Figure 2. Characterization of the in vitro function of E7 TCR T cells.

(A) MHC blocking assay in which the effector cells are E7 TCR T cells and the target cells are as indicated on the x axis. Blocking antibodies against MHC class I or II were added. In the class I control, DMF5 TCR T cells (57) were cocultured with 624 melanoma cells. In the class II control, MAGE A3 TCR T cells (58) were cocultured with 526-CIITA cells. (B) Coculture assay to test for confirmation of the target antigen and restriction element for the E7 TCR. Target cells are 293 cells with or without stable expression of HLA-A*02:01 (293 or 293-A2).
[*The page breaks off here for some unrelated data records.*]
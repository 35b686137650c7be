//! # Transfer Types
//!
//! JSON bodies exchanged between the web form and the API.
//!
//! ```text
//! POST /api/numbertowords/convert
//!   ► { "number": "123.45" }                                  ConversionRequest
//!   ◄ { "words": "ONE HUNDRED ...", "success": true }          ConversionResponse
//!   ◄ { "words": "", "success": false, "errorMessage": "..." } ConversionResponse
//! ```
//!
//! Both types export TypeScript definitions via `ts-rs`, so the form's
//! types track these structs.

use serde::{Deserialize, Serialize};
use ts_rs::TS;

/// Body of a conversion request.
///
/// `number` is optional so that a missing or `null` field reaches the
/// handler and is reported as "required" instead of as a malformed body.
#[derive(Debug, Clone, Default, PartialEq, Eq, Serialize, Deserialize, TS)]
#[ts(export)]
pub struct ConversionRequest {
    pub number: Option<String>,
}

impl ConversionRequest {
    /// Creates a request for `number`.
    pub fn new(number: impl Into<String>) -> Self {
        ConversionRequest {
            number: Some(number.into()),
        }
    }
}

/// Body of every conversion response, success or failure.
#[derive(Debug, Clone, Default, PartialEq, Eq, Serialize, Deserialize, TS)]
#[serde(rename_all = "camelCase")]
#[ts(export)]
pub struct ConversionResponse {
    /// The amount in words; empty on failure.
    pub words: String,

    pub success: bool,

    /// Why the request failed; absent on success.
    #[serde(skip_serializing_if = "Option::is_none")]
    #[ts(optional)]
    pub error_message: Option<String>,
}

impl ConversionResponse {
    /// A successful response carrying `words`.
    pub fn success(words: impl Into<String>) -> Self {
        ConversionResponse {
            words: words.into(),
            success: true,
            error_message: None,
        }
    }

    /// A failed response carrying `message`.
    pub fn failure(message: impl Into<String>) -> Self {
        ConversionResponse {
            words: String::new(),
            success: false,
            error_message: Some(message.into()),
        }
    }
}
//! # dollarwords API
//!
//! HTTP server converting amounts to words.
//!
//! ## Architecture
//! ```text
//! ┌─────────────────────────────────────────────────────────────────────────┐
//! │                          API Server                                     │
//! │                                                                         │
//! │  Browser ───► HTTP (8080) ───► convert handler ───► dollarwords-core   │
//! │     │                                                                   │
//! │     └───────► static/index.html                                         │
//! └─────────────────────────────────────────────────────────────────────────┘
//! ```

use std::sync::Arc;

use anyhow::Context;
use tokio::net::TcpListener;
use tracing::info;
use tracing_subscriber::EnvFilter;

use dollarwords_api::{create_router, ApiConfig, AppState};

#[tokio::main]
async fn main() -> anyhow::Result<()> {
    // Initialize tracing
    let filter = EnvFilter::try_from_default_env().unwrap_or_else(|_| EnvFilter::new("info"));
    tracing_subscriber::fmt()
        .with_env_filter(filter)
        .with_target(true)
        .init();

    info!("Starting dollarwords API server...");

    // Load configuration
    let config = ApiConfig::load().context("failed to load configuration")?;
    info!(
        port = config.port,
        static_dir = %config.static_dir.display(),
        "Configuration loaded"
    );

    let addr = config.bind_address();
    let app = create_router(Arc::new(AppState::new(config)));

    let listener = TcpListener::bind(&addr)
        .await
        .with_context(|| format!("failed to bind to {}", addr))?;
    info!(%addr, "Starting HTTP server");

    axum::serve(listener, app)
        .with_graceful_shutdown(shutdown_signal())
        .await
        .context("HTTP server error")?;

    info!("Server shutdown complete");
    Ok(())
}

/// Graceful shutdown signal handler.
async fn shutdown_signal() {
    let ctrl_c = async {
        tokio::signal::ctrl_c()
            .await
            .expect("Failed to install Ctrl+C handler");
    };

    #[cfg(unix)]
    let terminate = async {
        tokio::signal::unix::signal(tokio::signal::unix::SignalKind::terminate())
            .expect("Failed to install signal handler")
            .recv()
            .await;
    };

    #[cfg(not(unix))]
    let terminate = std::future::pending::<()>();

    tokio::select! {
        _ = ctrl_c => {},
        _ = terminate => {},
    }

    info!("Shutdown signal received, starting graceful shutdown...");
}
They were pulsed with E7_11–19 peptide (E7_11–19) or transfected with a plasmid encoding full-length E7 (E7) as indicated on the x axis. OKT3 is a positive control with T cell stimulation by plate-bound anti-CD3 antibody. (C and D) Tumor cell line recognition assays showing the concentration of (C) IFN-γ and (D) TNF-α in supernatants following overnight coculture. 293-A2 cells were pulsed with E7_11–19 or E6_29–38 peptide as indicated by x axis labels. The other cell lines did not have peptide added. The HPV-16 and HLA-A*02:01 expression of the target cell lines is indicated below each x axis label. (E) E7 TCR T cell–mediated cytolysis of tumor cell lines, as determined by an ACEA xCELLigence Real Time Cell Analyzer. The target cell line name and the expression of HPV-16 E7 and HLA-A*02:01 are indicated above each graph. The effector-to-target (E/T) ratio is 1:5. The values plotted are the means of 2 technical replicates, and error bars represent the SEM. The data displayed are representative of 2 independent experiments. UT, untransduced T cells; E7 TCR, E7 TCR–transduced T cells.